Par 16 décembre 2022ODL Alertes

 

Philippe BéchadeCher lecteur,

Après dix semaines de prise à contrepied – systématique – des vendeurs et des analystes les plus lucides sur la situation macro-économique réelle, voilà que les acheteurs et les « permabulls » se font à leur tour piéger après la publication mardi d’un indice d’inflation (CPI) bien meilleur qu’attendu aux Etats-Unis.

C’était le scénario rêvé pour ceux qui croyaient encore au rally de fin d’année, et qui espéraient secrètement un ultime coup de reins pour propulser les indices vers le firmament à l’occasion des « quatre sorcières », cette séance technique qui tombe justement ce vendredi 16 décembre.

Et pas n’importe quel firmament en ce qui concerne le CAC40, puisqu’il s’agissait d’objectifs techniques qui vont certainement vous évoquer de bons souvenirs.

Nous avons assisté ce mardi à une nouvelle envolée – la 3e en trois mois – des indices post-CPI : la plus violente se produisit le 13 octobre, mais celle du 10 novembre (+2%) ne fut pas mal non plus, mais moins impressionnante que les +2,5% (vers 6 825 pts) affichés ce 13 décembre, 90 minutes après le chiffre.

A ce moment précis (il était 16h), le CAC40 renouait avec son zénith du 29 mars, et surtout, retrouvait son niveau du 20/12/2020… ou du 14 février 2022 (10 jours avant la guerre en Ukraine).

Le CAC40 n’était plus qu’à 100 pts de son niveau de clôture du 17/12/2021, la séance des « quatre sorcières » qui clôturait techniquement l’année 2021.

Autrement dit, à 72h de l’expiration des derniers « dérivés » de l’exercice 2022 (la compensation des contrats « décembre » intervenant à 16h), la Bourse de Paris n’était plus qu’à 1,5% de l’équilibre d’une année sur l’autre.

Et 1,5%, cela pouvait se gagner en quelques minutes ce jeudi avec une BCE terminant l’année sans coup d’éclat, avec un discours consensuel laissant transparaître la possibilité d’un « pivot » (amorce d’une décrue des taux) dès la mi-2023.

Car ce « pivot » est invoqué jour après jour comme un mantra et éclipse toute intrusion du réel dans la sphère boursière virtuelle depuis deux mois.

Et comme le veut l’adage, « la Bourse a toujours raison ».

Donc si les cours montent inexorablement, il est inutile de s’obstiner à objecter que cela n’a aucun sens, et que cette hausse présente un caractère artificiel assez malsain : c’est une excuse de « mauvais perdant » qui met en doute la volonté des Banques centrales de complaire aux marchés.

Eh bien les « marchés » ont eu tort, et cela durant des semaines : ils se sont raconté de belles histoires, ont pris leurs rêves pour des réalités, et se sont montrés étrangement complaisants.

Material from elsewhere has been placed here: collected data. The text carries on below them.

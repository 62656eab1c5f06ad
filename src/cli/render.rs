//! Render notation queries as DQL, SQL, or both

use std::str::FromStr;

use super::{CliError, query_to_json};
use crate::parse_query;

/// Which rendering the render command prints
#[derive(Debug, Clone, Copy, PartialEq, Eq, Default)]
pub enum OutputFormat {
    /// Normalized notation
    Dql,
    /// SQL SELECT statement
    #[default]
    Sql,
    /// Notation followed by SQL
    Both,
}

impl FromStr for OutputFormat {
    type Err = String;

    fn from_str(s: &str) -> Result<Self, Self::Err> {
        match s.to_lowercase().as_str() {
            "dql" | "notation" => Ok(Self::Dql),
            "sql" => Ok(Self::Sql),
            "both" => Ok(Self::Both),
            other => Err(format!("unknown format '{}' (expected dql, sql or both)", other)),
        }
    }
}

/// Options for the render command
#[derive(Debug, Clone, Default)]
pub struct RenderOptions {
    /// The notation query, e.g. `sales[by(region)]`
    pub query: Option<String>,
    /// Output rendering
    pub format: OutputFormat,
    /// Emit a JSON object instead of plain text
    pub json: bool,
    /// Pretty-print JSON output
    pub pretty: bool,
}

/// Result of a render operation
#[derive(Debug)]
pub enum RenderResult {
    /// Plain text lines
    Text(String),
    /// JSON description of the query
    Json(serde_json::Value),
}

impl RenderResult {
    /// Text to print for this result.
    pub fn to_output(&self, pretty: bool) -> Result<String, CliError> {
        match self {
            RenderResult::Text(text) => Ok(text.clone()),
            RenderResult::Json(value) if pretty => Ok(serde_json::to_string_pretty(value)?),
            RenderResult::Json(value) => Ok(serde_json::to_string(value)?),
        }
    }
}

/// Execute a render operation
pub fn execute_render(options: &RenderOptions) -> Result<RenderResult, CliError> {
    let text = options.query.as_deref().ok_or(CliError::NoInput)?;
    let text = text.trim();
    if text.is_empty() {
        return Err(CliError::NoInput);
    }

    let query = parse_query(text)?;
    tracing::debug!(table = query.table(), directives = query.len(), "parsed query");

    if options.json {
        return Ok(RenderResult::Json(query_to_json(&query)));
    }

    let output = match options.format {
        OutputFormat::Dql => query.dql(),
        OutputFormat::Sql => query.sql(),
        OutputFormat::Both => format!("{}\n{}", query.dql(), query.sql()),
    };
    Ok(RenderResult::Text(output))
}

Ou alors, ils n’ont jamais cru un traître mot de ce narratif, lequel a servi d’écran de fumée pour une des plus impressionnantes opérations de manipulation des cours – par contrepieds successifs – du XXIe siècle…

Mais ça, c’est la version complotiste, et il faudra attendre des semaines et des mois pour que les langues se délient.

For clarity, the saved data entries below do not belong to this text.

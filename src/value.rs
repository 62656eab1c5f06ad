use std::fmt;

use rust_decimal::Decimal;

/// A typed constant carried by [`Directive::Constant`](crate::Directive::Constant).
///
/// Both the notation and the relational rendering of a constant are its
/// canonical text, produced by the [`Display`](fmt::Display) impl below.
///
/// # Text forms
///
/// - Integers render in base 10
/// - Floats render as the shortest decimal that reads back to the same value
///   (`100.0` renders as `100`, `2.5` as `2.5`)
/// - Decimals render in their canonical `rust_decimal` form
/// - Strings render verbatim, without quotes
/// - Booleans render as `true` / `false`
///
/// # Examples
///
/// ```
/// use dataquery::Value;
///
/// assert_eq!(Value::from(100).to_string(), "100");
/// assert_eq!(Value::from(100.0).to_string(), "100");
/// assert_eq!(Value::from(0.25).to_string(), "0.25");
/// assert_eq!(Value::from("north").to_string(), "north");
/// ```
#[derive(Debug, Clone, PartialEq)]
pub enum Value {
    /// Integer number
    Integer(i64),

    /// Floating-point number
    Float(f64),

    /// Exact decimal number
    Decimal(Decimal),

    /// UTF-8 string, rendered unquoted
    String(String),

    /// Boolean
    Boolean(bool),
}

impl Value {
    /// Returns a human-readable type name, used in diagnostics.
    pub fn type_name(&self) -> &'static str {
        match self {
            Value::Integer(_) => "integer",
            Value::Float(_) => "float",
            Value::Decimal(_) => "decimal",
            Value::String(_) => "string",
            Value::Boolean(_) => "boolean",
        }
    }
}

impl fmt::Display for Value {
    fn fmt(&self, f: &mut fmt::Formatter<'_>) -> fmt::Result {
        match self {
            Value::Integer(n) => write!(f, "{}", n),
            Value::Float(n) => write!(f, "{}", n),
            Value::Decimal(d) => write!(f, "{}", d.normalize()),
            // Strings are not quoted in either rendering
            Value::String(s) => f.write_str(s),
            Value::Boolean(b) => write!(f, "{}", b),
        }
    }
}

impl From<i64> for Value {
    fn from(n: i64) -> Self {
        Value::Integer(n)
    }
}

impl From<i32> for Value {
    fn from(n: i32) -> Self {
        Value::Integer(n.into())
    }
}

impl From<u32> for Value {
    fn from(n: u32) -> Self {
        Value::Integer(n.into())
    }
}

impl From<f64> for Value {
    fn from(n: f64) -> Self {
        Value::Float(n)
    }
}

impl From<Decimal> for Value {
    fn from(d: Decimal) -> Self {
        Value::Decimal(d)
    }
}

impl From<bool> for Value {
    fn from(b: bool) -> Self {
        Value::Boolean(b)
    }
}

impl From<&str> for Value {
    fn from(s: &str) -> Self {
        Value::String(s.to_string())
    }
}

impl From<String> for Value {
    fn from(s: String) -> Self {
        Value::String(s)
    }
}
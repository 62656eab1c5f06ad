use std::fmt;

use crate::{
    ast::{BinOp, UnaryOp},
    value::Value,
};

/// Rendering target for a directive tree.
#[derive(Debug, Clone, Copy, PartialEq, Eq, Hash)]
pub enum Target {
    /// Compact query-description notation (DQL)
    Dql,
    /// Relational SELECT fragments (SQL)
    Sql,
}

/// A node in the query description tree.
///
/// Every directive can render itself in two forms: the compact notation
/// (see [`Directive::dql`]) and a relational fragment (see [`Directive::sql`]).
/// Composite directives own their children; the tree is never shared.
#[derive(Debug, Clone, PartialEq)]
pub enum Directive {
    // Expressions
    /// Column reference
    ///
    /// # Example
    /// ```text
    /// region        (notation)
    /// "region"      (SQL)
    /// ```
    Column(String),

    /// Typed constant
    Constant(Value),

    /// Function call
    ///
    /// # Example
    /// ```text
    /// sum(amount, 2)
    /// ```
    Call { name: String, args: Vec<Directive> },

    /// Explicit parenthesised group
    Group(Box<Directive>),

    /// Prefix operator application
    UnaryOp { op: UnaryOp, operand: Box<Directive> },

    /// Infix operator application, never parenthesised automatically
    BinaryOp {
        op: BinOp,
        left: Box<Directive>,
        right: Box<Directive>,
    },

    // Markers
    /// Select distinct rows
    Distinct,

    /// Select all rows (cancels an earlier `Distinct`)
    All,

    // Clauses
    /// Row filter: `where(...)`
    Where(Box<Directive>),

    /// Grouping key, also selected: `by(...)`
    By(Box<Directive>),

    /// Group filter: `having(...)`
    Having(Box<Directive>),

    /// Sort key: `order(...)` or `order(...,direction)`
    ///
    /// Positive directions sort ascending, negative descending.
    Order {
        expr: Box<Directive>,
        direction: f64,
    },

    /// Row limit: `limit(...)`
    Limit(Box<Directive>),

    /// Row offset: `offset(...)`
    Offset(Box<Directive>),
}

/// Variant tag of a [`Directive`], without payload.
#[derive(Debug, Clone, Copy, PartialEq, Eq, Hash)]
pub enum DirectiveKind {
    Column,
    Constant,
    Call,
    Group,
    UnaryOp,
    BinaryOp,
    Distinct,
    All,
    Where,
    By,
    Having,
    Order,
    Limit,
    Offset,
}

impl DirectiveKind {
    pub fn name(self) -> &'static str {
        match self {
            DirectiveKind::Column => "column",
            DirectiveKind::Constant => "constant",
            DirectiveKind::Call => "call",
            DirectiveKind::Group => "group",
            DirectiveKind::UnaryOp => "unary",
            DirectiveKind::BinaryOp => "binary",
            DirectiveKind::Distinct => "distinct",
            DirectiveKind::All => "all",
            DirectiveKind::Where => "where",
            DirectiveKind::By => "by",
            DirectiveKind::Having => "having",
            DirectiveKind::Order => "order",
            DirectiveKind::Limit => "limit",
            DirectiveKind::Offset => "offset",
        }
    }
}

impl fmt::Display for DirectiveKind {
    fn fmt(&self, f: &mut fmt::Formatter<'_>) -> fmt::Result {
        f.write_str(self.name())
    }
}

impl Directive {
    pub fn column(name: impl Into<String>) -> Self {
        Directive::Column(name.into())
    }

    pub fn constant(value: impl Into<Value>) -> Self {
        Directive::Constant(value.into())
    }

    pub fn call(name: impl Into<String>, args: impl IntoIterator<Item = Directive>) -> Self {
        Directive::Call {
            name: name.into(),
            args: args.into_iter().collect(),
        }
    }

    pub fn group(inner: Directive) -> Self {
        Directive::Group(Box::new(inner))
    }

    pub fn unary(op: UnaryOp, operand: Directive) -> Self {
        Directive::UnaryOp {
            op,
            operand: Box::new(operand),
        }
    }

    pub fn binary(op: BinOp, left: Directive, right: Directive) -> Self {
        Directive::BinaryOp {
            op,
            left: Box::new(left),
            right: Box::new(right),
        }
    }

    pub fn distinct() -> Self {
        Directive::Distinct
    }

    pub fn all() -> Self {
        Directive::All
    }

    /// `where` is a keyword, hence the suffix.
    pub fn where_clause(inner: Directive) -> Self {
        Directive::Where(Box::new(inner))
    }

    pub fn by(inner: Directive) -> Self {
        Directive::By(Box::new(inner))
    }

    pub fn having(inner: Directive) -> Self {
        Directive::Having(Box::new(inner))
    }

    /// Ascending sort key (direction `1`).
    pub fn order(inner: Directive) -> Self {
        Self::order_by(inner, 1.0)
    }

    pub fn order_by(inner: Directive, direction: f64) -> Self {
        Directive::Order {
            expr: Box::new(inner),
            direction,
        }
    }

    pub fn limit(inner: Directive) -> Self {
        Directive::Limit(Box::new(inner))
    }

    pub fn offset(inner: Directive) -> Self {
        Directive::Offset(Box::new(inner))
    }

    pub fn kind(&self) -> DirectiveKind {
        match self {
            Directive::Column(_) => DirectiveKind::Column,
            Directive::Constant(_) => DirectiveKind::Constant,
            Directive::Call { .. } => DirectiveKind::Call,
            Directive::Group(_) => DirectiveKind::Group,
            Directive::UnaryOp { .. } => DirectiveKind::UnaryOp,
            Directive::BinaryOp { .. } => DirectiveKind::BinaryOp,
            Directive::Distinct => DirectiveKind::Distinct,
            Directive::All => DirectiveKind::All,
            Directive::Where(_) => DirectiveKind::Where,
            Directive::By(_) => DirectiveKind::By,
            Directive::Having(_) => DirectiveKind::Having,
            Directive::Order { .. } => DirectiveKind::Order,
            Directive::Limit(_) => DirectiveKind::Limit,
            Directive::Offset(_) => DirectiveKind::Offset,
        }
    }

    /// Renders the compact notation form.
    ///
    /// # Examples
    ///
    /// ```
    /// use dataquery::{BinOp, Directive};
    ///
    /// let filter = Directive::where_clause(Directive::binary(
    ///     BinOp::GreaterThan,
    ///     Directive::column("amount"),
    ///     Directive::constant(100),
    /// ));
    /// assert_eq!(filter.dql(), "where(amount>100)");
    /// ```
    pub fn dql(&self) -> String {
        self.render(Target::Dql)
    }

    /// Renders the relational (SQL) form.
    ///
    /// Clause wrappers pass their inner expression through unchanged; the
    /// surrounding keywords are emitted by [`Dataquery::sql`](crate::Dataquery::sql).
    ///
    /// # Examples
    ///
    /// ```
    /// use dataquery::{BinOp, Directive};
    ///
    /// let filter = Directive::where_clause(Directive::binary(
    ///     BinOp::And,
    ///     Directive::column("a"),
    ///     Directive::column("b"),
    /// ));
    /// assert_eq!(filter.sql(), r#""a" AND "b""#);
    /// ```
    pub fn sql(&self) -> String {
        self.render(Target::Sql)
    }

    /// Renders this directive, and recursively its children, for `target`.
    pub fn render(&self, target: Target) -> String {
        match self {
            Directive::Column(name) => match target {
                Target::Dql => name.clone(),
                Target::Sql => format!("\"{}\"", name),
            },
            Directive::Constant(value) => value.to_string(),
            Directive::Call { name, args } => {
                let args: Vec<String> = args.iter().map(|arg| arg.render(target)).collect();
                format!("{}({})", name, args.join(", "))
            }
            Directive::Group(inner) => format!("({})", inner.render(target)),
            Directive::UnaryOp { op, operand } => {
                format!("{}{}", op.symbol(target), operand.render(target))
            }
            Directive::BinaryOp { op, left, right } => format!(
                "{}{}{}",
                left.render(target),
                op.symbol(target),
                right.render(target)
            ),
            Directive::Distinct | Directive::All => String::new(),
            Directive::Where(inner) => clause(target, "where", inner),
            Directive::By(inner) => clause(target, "by", inner),
            Directive::Having(inner) => clause(target, "having", inner),
            Directive::Limit(inner) => clause(target, "limit", inner),
            Directive::Offset(inner) => clause(target, "offset", inner),
            Directive::Order { expr, direction } => match target {
                Target::Dql if *direction != 1.0 => {
                    format!("order({},{})", expr.dql(), direction)
                }
                Target::Dql => format!("order({})", expr.dql()),
                // Direction keyword is appended by the compiler
                Target::Sql => expr.sql(),
            },
        }
    }
}

fn clause(target: Target, keyword: &str, inner: &Directive) -> String {
    match target {
        Target::Dql => format!("{}({})", keyword, inner.dql()),
        Target::Sql => inner.sql(),
    }
}

impl From<Value> for Directive {
    fn from(value: Value) -> Self {
        Directive::Constant(value)
    }
}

Un indice cependant : beaucoup de gérants ont avoué dès fin octobre que si le « pivot » ne devenait pas rapidement une réalité, alors ce rally haussier était incompréhensible.

Et « incompréhensible », il l’est effectivement, à la lumière du discours très « faucon » de la BCE concernant la lutte contre l’inflation, laquelle finira au-delà des 8,5% fin 2022.

C’est beaucoup trop, et c’est pourquoi la BCE va « en faire plus » : le « taux terminal » se situera au-delà de ce que le marché anticipe (probablement dans la fourchette 3,00/3,50%, contre 2,75/3,00% espéré jusqu’à ce jeudi matin).

Nous voyons mal comment la zone euro échappera à la récession au 1er semestre 2023, mais la BCE reste confiante.

Elle abaisse les prévisions de croissance 2023 (de 0,9% à 0,5%) … mais veut croire à une récession courte et modérée, sans impact sur le marché du travail.

Un peu à l’image de l’économie américaine qui continue de créer des emplois, malgré la chute quasi verticale de l’activité dans le secteur du logement.

Christine Lagarde revoit à la hausse les prévisions de hausse des prix pour 2023 à +6,3% (avec des effets de second tour sur les salaires), puis également celles de 2024 à +3,4% (au lieu de +3%) et de 2025 (à +2,3%).

Autrement dit, pas de retour à la norme des 2% avant 2026.

Le récent retour du CAC40 au-dessus des 6 800 pts ne saurait par ailleurs s’expliquer par l’anticipation d’un miracle à la française : l’INSEE s’attend en effet à une contraction de 0,2% du PIB au 4e trimestre 2022 et à un début d’année 2023 dans le rouge (avant +0,3% de PIB au 2e trimestre), avec une inflation à 7%.

Et que dire de la flambée de +24% du DAX en dix semaines et de sa culmination à 14 675 pts ce mardi 13 décembre ?

Mais qu’est-ce que le « marché qui ne se trompe jamais » a bien pu « payer » ?

Car les prévisions de la Bundesbank d’ici 2025 sont résumées dans le tableau ci-dessous, avec une croissance révisée de +2,4% à -0,5% pour 2023 tandis que l’inflation attendrait 7,2% (au lieu de 4,5%), soit une perte de richesse réelle de -7,7%.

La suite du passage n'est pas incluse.